==== DATASET EXCERPTS

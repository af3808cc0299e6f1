//! TOML settings for the `glazing` binary.
//!
//! ```toml
//! [database]
//! backend = "sqlite"
//! connection_string = "glazing.db"
//!
//! [pricing]
//! delay_ms = 1500
//! price_table_csv = "prices.csv"
//!
//! [chat]
//! model = "gemini-3-flash-preview"
//! timeout_secs = 30
//!
//! [logging]
//! level = "info"
//! file = "glazing.log"
//! ```
//!
//! Every section and key is optional. The chat API key is read from the
//! environment only.

use std::path::{Path, PathBuf};
use std::time::Duration;

use anyhow::{Context, Result};
use glazing_chat::ChatConfig;
use glazing_core::db::DbConfig;
use serde::{Deserialize, Deserializer};

pub const DEFAULT_CONFIG_FILE: &str = "glazing.toml";
pub const API_KEY_VARS: [&str; 2] = ["GLAZING_GEMINI_API_KEY", "GEMINI_API_KEY"];

#[derive(Debug, Clone, PartialEq, Deserialize)]
#[serde(default)]
pub struct Settings {
    #[serde(deserialize_with = "database_section")]
    pub database: DbConfig,
    pub pricing: PricingSettings,
    pub chat: ChatSettings,
    pub logging: LoggingSettings,
}

impl Default for Settings {
    fn default() -> Self {
        Self {
            database: default_database(),
            pricing: PricingSettings::default(),
            chat: ChatSettings::default(),
            logging: LoggingSettings::default(),
        }
    }
}

fn default_database() -> DbConfig {
    DbConfig {
        backend: "sqlite".to_string(),
        connection_string: "glazing.db".to_string(),
    }
}

/// `[database]` with any key omitted falls back to [`default_database`],
/// not to the in-memory [`DbConfig::default`].
fn database_section<'de, D>(deserializer: D) -> Result<DbConfig, D::Error>
where
    D: Deserializer<'de>,
{
    #[derive(Deserialize)]
    struct Section {
        backend: Option<String>,
        connection_string: Option<String>,
    }

    let section = Section::deserialize(deserializer)?;
    let fallback = default_database();
    Ok(DbConfig {
        backend: section.backend.unwrap_or(fallback.backend),
        connection_string: section
            .connection_string
            .unwrap_or(fallback.connection_string),
    })
}

#[derive(Debug, Clone, PartialEq, Eq, Deserialize)]
#[serde(default)]
pub struct PricingSettings {
    /// Simulated backend latency.
    pub delay_ms: u64,
    /// Optional CSV overriding stored and built-in unit prices.
    pub price_table_csv: Option<PathBuf>,
}

impl Default for PricingSettings {
    fn default() -> Self {
        Self {
            delay_ms: 1500,
            price_table_csv: None,
        }
    }
}

impl PricingSettings {
    pub fn delay(&self) -> Duration {
        Duration::from_millis(self.delay_ms)
    }
}

#[derive(Debug, Clone, PartialEq, Eq, Deserialize)]
#[serde(default)]
pub struct ChatSettings {
    pub model: String,
    pub base_url: String,
    pub timeout_secs: u64,
}

impl Default for ChatSettings {
    fn default() -> Self {
        Self {
            model: ChatConfig::DEFAULT_MODEL.to_string(),
            base_url: ChatConfig::DEFAULT_BASE_URL.to_string(),
            timeout_secs: 30,
        }
    }
}

impl ChatSettings {
    pub fn to_chat_config(
        &self,
        api_key: String,
    ) -> ChatConfig {
        ChatConfig {
            api_key,
            model: self.model.clone(),
            base_url: self.base_url.clone(),
            timeout: Duration::from_secs(self.timeout_secs),
        }
    }
}

#[derive(Debug, Clone, PartialEq, Eq, Deserialize)]
#[serde(default)]
pub struct LoggingSettings {
    /// Bare level or any `EnvFilter` directive. `RUST_LOG` wins when set.
    pub level: String,
    pub file: Option<PathBuf>,
}

impl Default for LoggingSettings {
    fn default() -> Self {
        Self {
            level: "info".to_string(),
            file: None,
        }
    }
}

impl Settings {
    pub fn from_toml_str(text: &str) -> Result<Self> {
        toml::from_str(text).context("Invalid settings")
    }

    pub fn load(path: &Path) -> Result<Self> {
        let text = std::fs::read_to_string(path)
            .with_context(|| format!("Failed to read settings: {}", path.display()))?;
        Self::from_toml_str(&text)
            .with_context(|| format!("Failed to parse settings: {}", path.display()))
    }

    /// An explicit path must exist. Without one, `glazing.toml` in the
    /// working directory is used if present, otherwise defaults.
    pub fn load_or_default(path: Option<&Path>) -> Result<Self> {
        match path {
            Some(path) => Self::load(path),
            None => {
                let fallback = Path::new(DEFAULT_CONFIG_FILE);
                if fallback.is_file() {
                    Self::load(fallback)
                } else {
                    Ok(Self::default())
                }
            }
        }
    }
}

/// First non-blank key among [`API_KEY_VARS`], looked up through `lookup`.
pub fn api_key_from<F>(lookup: F) -> Option<String>
where
    F: Fn(&str) -> Option<String>,
{
    API_KEY_VARS
        .iter()
        .filter_map(|name| lookup(name))
        .map(|key| key.trim().to_string())
        .find(|key| !key.is_empty())
}

pub fn chat_api_key() -> Option<String> {
    api_key_from(|name| std::env::var(name).ok())
}

#[cfg(test)]
mod tests {
    use std::collections::HashMap;
    use std::io::Write;

    use pretty_assertions::assert_eq;

    use super::*;

    // =========================================================================
    // parsing
    // =========================================================================

    #[test]
    fn empty_file_gives_defaults() {
        assert_eq!(Settings::from_toml_str("").unwrap(), Settings::default());
    }

    #[test]
    fn defaults_point_at_local_sqlite_file() {
        let settings = Settings::default();

        assert_eq!(settings.database.backend, "sqlite");
        assert_eq!(settings.database.connection_string, "glazing.db");
        assert_eq!(settings.pricing.delay(), Duration::from_millis(1500));
        assert_eq!(settings.logging.level, "info");
    }

    #[test]
    fn partial_sections_keep_other_defaults() {
        let settings = Settings::from_toml_str(
            r#"
            [pricing]
            delay_ms = 0
            price_table_csv = "prices.csv"

            [chat]
            timeout_secs = 5
            "#,
        )
        .unwrap();

        assert_eq!(settings.pricing.delay(), Duration::ZERO);
        assert_eq!(
            settings.pricing.price_table_csv,
            Some(PathBuf::from("prices.csv"))
        );
        assert_eq!(settings.chat.timeout_secs, 5);
        assert_eq!(settings.chat.model, ChatConfig::DEFAULT_MODEL);
        assert_eq!(settings.database, Settings::default().database);
    }

    #[test]
    fn partial_database_section_keeps_file_store() {
        let settings = Settings::from_toml_str("[database]\nbackend = \"sqlite\"\n").unwrap();

        assert_eq!(settings.database.backend, "sqlite");
        assert_eq!(settings.database.connection_string, "glazing.db");
    }

    #[test]
    fn database_section_overrides_connection_string_only() {
        let settings =
            Settings::from_toml_str("[database]\nconnection_string = \"leads.db\"\n").unwrap();

        assert_eq!(settings.database.backend, "sqlite");
        assert_eq!(settings.database.connection_string, "leads.db");
    }

    #[test]
    fn unknown_types_are_rejected() {
        assert!(Settings::from_toml_str("[pricing]\ndelay_ms = \"soon\"").is_err());
    }

    #[test]
    fn load_reads_file() {
        let mut file = tempfile::NamedTempFile::new().unwrap();
        writeln!(file, "[database]\nconnection_string = \":memory:\"").unwrap();

        let settings = Settings::load(file.path()).unwrap();

        assert_eq!(settings.database.connection_string, ":memory:");
    }

    #[test]
    fn explicit_missing_file_is_an_error() {
        assert!(Settings::load_or_default(Some(Path::new("/nonexistent/glazing.toml"))).is_err());
    }

    #[test]
    fn chat_settings_build_client_config() {
        let config = ChatSettings::default().to_chat_config("k".to_string());

        assert_eq!(config.api_key, "k");
        assert_eq!(config.timeout, Duration::from_secs(30));
    }

    // =========================================================================
    // API key lookup
    // =========================================================================

    fn env(pairs: &[(&str, &str)]) -> HashMap<String, String> {
        pairs
            .iter()
            .map(|(k, v)| (k.to_string(), v.to_string()))
            .collect()
    }

    #[test]
    fn app_specific_key_wins() {
        let vars = env(&[("GLAZING_GEMINI_API_KEY", "app"), ("GEMINI_API_KEY", "generic")]);

        assert_eq!(api_key_from(|k| vars.get(k).cloned()), Some("app".to_string()));
    }

    #[test]
    fn blank_key_falls_through() {
        let vars = env(&[("GLAZING_GEMINI_API_KEY", "  "), ("GEMINI_API_KEY", "generic")]);

        assert_eq!(
            api_key_from(|k| vars.get(k).cloned()),
            Some("generic".to_string())
        );
    }

    #[test]
    fn no_key_is_none() {
        assert_eq!(api_key_from(|_| None), None);
    }
}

========

**DIRECTIONS FOR THIS TASK**
Whenever a line in the material above holds the string "PathBuf", copy that line in full.

**SOLUTION FOR THIS TASK**
use std::path::{Path, PathBuf};
    pub price_table_csv: Option<PathBuf>,
    pub file: Option<PathBuf>,
            Some(PathBuf::from("prices.csv"))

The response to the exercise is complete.